Set out exactly every line of the entries below, starting at the line that holds "#[case(PipelineKind::FiveStage)]" and stopping after the line that holds "assert_eq!(err.error, SimError::InvalidAddress(0));".

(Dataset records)
***

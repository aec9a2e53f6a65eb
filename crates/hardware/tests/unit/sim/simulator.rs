//! # Simulator Tests
//!
//! Cycle reports, the memory-limit check, fatal errors, and the behaviours
//! every pipeline organization must share.

use mipsim_core::common::error::SimError;
use mipsim_core::config::PipelineKind;
use mipsim_core::isa::abi::{REG_T0, REG_T1, REG_T2, REG_T3};
use mipsim_core::sim::NullSink;
use pretty_assertions::assert_eq;
use rstest::rstest;

use crate::common::harness::{TestContext, config_for};

const ROUND_TRIP: &str = "addi $t0, $zero, 5\n\
                          sw $t0, 0($zero)\n\
                          lw $t1, 0($zero)\n";

#[rstest]
fn test_round_trip(
    #[values(PipelineKind::Unpipelined, PipelineKind::FiveStage, PipelineKind::DualTrack)]
    kind: PipelineKind,
) {
    let ctx = TestContext::new(ROUND_TRIP, kind).run_ok();
    assert_eq!(ctx.reg(REG_T0), 5);
    assert_eq!(ctx.reg(REG_T1), 5);
    assert_eq!(ctx.memory_image(), vec![(0, 5)]);
    let store = ctx.write_cycle(0).expect("store never reported");
    assert_eq!(store.memory_delta, vec![(0, 5)]);
    assert!(ctx.sim.cpu.locks.all_clear());
}

#[test]
fn test_reports_start_at_cycle_zero() {
    let ctx = TestContext::new(ROUND_TRIP, PipelineKind::FiveStage).run_ok();
    let cycles: Vec<u64> = ctx.reports.iter().map(|r| r.cycle).collect();
    let expected: Vec<u64> = (0..=ctx.sim.cycles()).collect();
    assert_eq!(cycles, expected);
    assert_eq!(ctx.reports[0].registers, [0; 32]);
    assert!(ctx.reports[0].memory_delta.is_empty());
    // Only one cycle writes memory.
    assert_eq!(ctx.reports.iter().filter(|r| !r.memory_delta.is_empty()).count(), 1);
}

#[test]
fn test_five_stage_round_trip_timing() {
    // The store waits one cycle in MEM for $t0's lock, so it writes in cycle 6.
    let ctx = TestContext::new(ROUND_TRIP, PipelineKind::FiveStage).run_ok();
    assert_eq!(ctx.write_cycle(0).map(|r| r.cycle), Some(6));
    assert_eq!(ctx.sim.cycles(), 8);
}

#[rstest]
#[case(PipelineKind::Unpipelined)]
#[case(PipelineKind::FiveStage)]
#[case(PipelineKind::DualTrack)]
fn test_memory_limit_exceeded(#[case] kind: PipelineKind) {
    let mut config = config_for(kind);
    config.memory.data_bytes = 8;
    let mut ctx = TestContext::with_config("addi $t0, $zero, 1\naddi $t1, $zero, 2\n", config);
    let err = ctx.run().unwrap_err();
    assert_eq!(
        err.error,
        SimError::MemoryLimitExceeded {
            instructions: 2,
            capacity: 2
        }
    );
    assert_eq!(err.error.exit_code(), 5);
    assert_eq!(err.cycles, 0);
    assert_eq!(err.pc, None);
    assert_eq!(ctx.sim.cycles(), 0);
    assert!(ctx.reports.is_empty());
}

#[test]
fn test_program_just_below_capacity_runs() {
    let mut config = config_for(PipelineKind::FiveStage);
    config.memory.data_bytes = 12;
    let mut ctx = TestContext::with_config("addi $t0, $zero, 1\naddi $t1, $zero, 2\n", config);
    assert!(ctx.run().is_ok());
}

#[rstest]
#[case(PipelineKind::Unpipelined, 1)]
#[case(PipelineKind::FiveStage, 3)]
#[case(PipelineKind::DualTrack, 6)]
fn test_misaligned_load_is_fatal(#[case] kind: PipelineKind, #[case] cycles: u64) {
    let mut ctx = TestContext::new("lw $t0, 2($zero)\naddi $t1, $zero, 1\n", kind);
    let err = ctx.run().unwrap_err();
    assert_eq!(err.error, SimError::InvalidAddress(2));
    assert_eq!(err.pc, Some(0));
    assert_eq!(err.instruction.as_deref(), Some("lw $t0, 2($zero)"));
    assert_eq!(err.cycles, cycles);
    assert_eq!(err.error.exit_code(), 3);
}

#[rstest]
#[case("sw $t0, -4($zero)\n", -4)]
#[case("addi $t0, $zero, 4096\nlw $t1, 0($t0)\n", 4096)]
fn test_out_of_range_address(#[case] source: &str, #[case] addr: i64) {
    let mut config = config_for(PipelineKind::FiveStage);
    config.memory.data_bytes = 4096;
    let mut ctx = TestContext::with_config(source, config);
    assert_eq!(ctx.run().unwrap_err().error, SimError::InvalidAddress(addr));
}

#[test]
fn test_protected_program_region() {
    let mut config = config_for(PipelineKind::FiveStage);
    config.memory.protect_program_region = true;
    let mut ctx = TestContext::with_config(ROUND_TRIP, config);
    let err = ctx.run().unwrap_err();
    assert_eq!(err.error, SimError::InvalidAddress(0));
    assert_eq!(err.pc, Some(1));
}

#[rstest]
fn test_writes_to_zero_are_ignored(
    #[values(PipelineKind::Unpipelined, PipelineKind::FiveStage, PipelineKind::DualTrack)]
    kind: PipelineKind,
) {
    let ctx = TestContext::new("addi $zero, $zero, 9\nadd $t0, $zero, $zero\n", kind).run_ok();
    assert_eq!(ctx.reg(0), 0);
    assert_eq!(ctx.reg(REG_T0), 0);
}

#[rstest]
fn test_loop_and_jump(
    #[values(PipelineKind::Unpipelined, PipelineKind::FiveStage, PipelineKind::DualTrack)]
    kind: PipelineKind,
) {
    let ctx = TestContext::new(
        "      addi $t0, $zero, 4\n\
               addi $t1, $zero, 0\n\
         loop: add $t1, $t1, $t0\n\
               addi $t0, $t0, -1\n\
               bne $t0, $zero, loop\n\
               j out\n\
               addi $t2, $zero, 99\n\
         out:  sw $t1, 16($zero)\n\
               slt $t3, $zero, $t1\n",
        kind,
    )
    .run_ok();
    assert_eq!(ctx.reg(REG_T1), 10);
    assert_eq!(ctx.reg(REG_T2), 0);
    assert_eq!(ctx.reg(REG_T3), 1);
    assert_eq!(ctx.mem(16), 10);
    assert_eq!(ctx.sim.stats().exec_counts[6], 0);
    assert!(ctx.sim.cpu.locks.all_clear());
}

#[rstest]
fn test_empty_program_finishes(
    #[values(PipelineKind::Unpipelined, PipelineKind::FiveStage, PipelineKind::DualTrack)]
    kind: PipelineKind,
) {
    let mut ctx = TestContext::new("", kind);
    let summary = ctx.run().unwrap();
    assert_eq!(summary.cycles, 1);
    assert_eq!(summary.stats.instructions_retired, 0);
}

#[test]
fn test_step_and_run_agree() {
    let mut stepped = TestContext::new(ROUND_TRIP, PipelineKind::DualTrack);
    stepped.step_until_done(100);
    let mut ran = TestContext::new(ROUND_TRIP, PipelineKind::DualTrack);
    let summary = ran.sim.run(&mut NullSink).unwrap();
    assert_eq!(stepped.sim.cycles(), summary.cycles);
    assert_eq!(stepped.sim.registers(), ran.sim.registers());
    assert!(stepped.sim.is_finished());
}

***

** Finished task **
#[case(PipelineKind::FiveStage)]
#[case(PipelineKind::DualTrack)]
fn test_memory_limit_exceeded(#[case] kind: PipelineKind) {
    let mut config = config_for(kind);
    config.memory.data_bytes = 8;
    let mut ctx = TestContext::with_config("addi $t0, $zero, 1\naddi $t1, $zero, 2\n", config);
    let err = ctx.run().unwrap_err();
    assert_eq!(
        err.error,
        SimError::MemoryLimitExceeded {
            instructions: 2,
            capacity: 2
        }
    );
    assert_eq!(err.error.exit_code(), 5);
    assert_eq!(err.cycles, 0);
    assert_eq!(err.pc, None);
    assert_eq!(ctx.sim.cycles(), 0);
    assert!(ctx.reports.is_empty());
}

#[test]
fn test_program_just_below_capacity_runs() {
    let mut config = config_for(PipelineKind::FiveStage);
    config.memory.data_bytes = 12;
    let mut ctx = TestContext::with_config("addi $t0, $zero, 1\naddi $t1, $zero, 2\n", config);
    assert!(ctx.run().is_ok());
}

#[rstest]
#[case(PipelineKind::Unpipelined, 1)]
#[case(PipelineKind::FiveStage, 3)]
#[case(PipelineKind::DualTrack, 6)]
fn test_misaligned_load_is_fatal(#[case] kind: PipelineKind, #[case] cycles: u64) {
    let mut ctx = TestContext::new("lw $t0, 2($zero)\naddi $t1, $zero, 1\n", kind);
    let err = ctx.run().unwrap_err();
    assert_eq!(err.error, SimError::InvalidAddress(2));
    assert_eq!(err.pc, Some(0));
    assert_eq!(err.instruction.as_deref(), Some("lw $t0, 2($zero)"));
    assert_eq!(err.cycles, cycles);
    assert_eq!(err.error.exit_code(), 3);
}

#[rstest]
#[case("sw $t0, -4($zero)\n", -4)]
#[case("addi $t0, $zero, 4096\nlw $t1, 0($t0)\n", 4096)]
fn test_out_of_range_address(#[case] source: &str, #[case] addr: i64) {
    let mut config = config_for(PipelineKind::FiveStage);
    config.memory.data_bytes = 4096;
    let mut ctx = TestContext::with_config(source, config);
    assert_eq!(ctx.run().unwrap_err().error, SimError::InvalidAddress(addr));
}

#[test]
fn test_protected_program_region() {
    let mut config = config_for(PipelineKind::FiveStage);
    config.memory.protect_program_region = true;
    let mut ctx = TestContext::with_config(ROUND_TRIP, config);
    let err = ctx.run().unwrap_err();
    assert_eq!(err.error, SimError::InvalidAddress(0));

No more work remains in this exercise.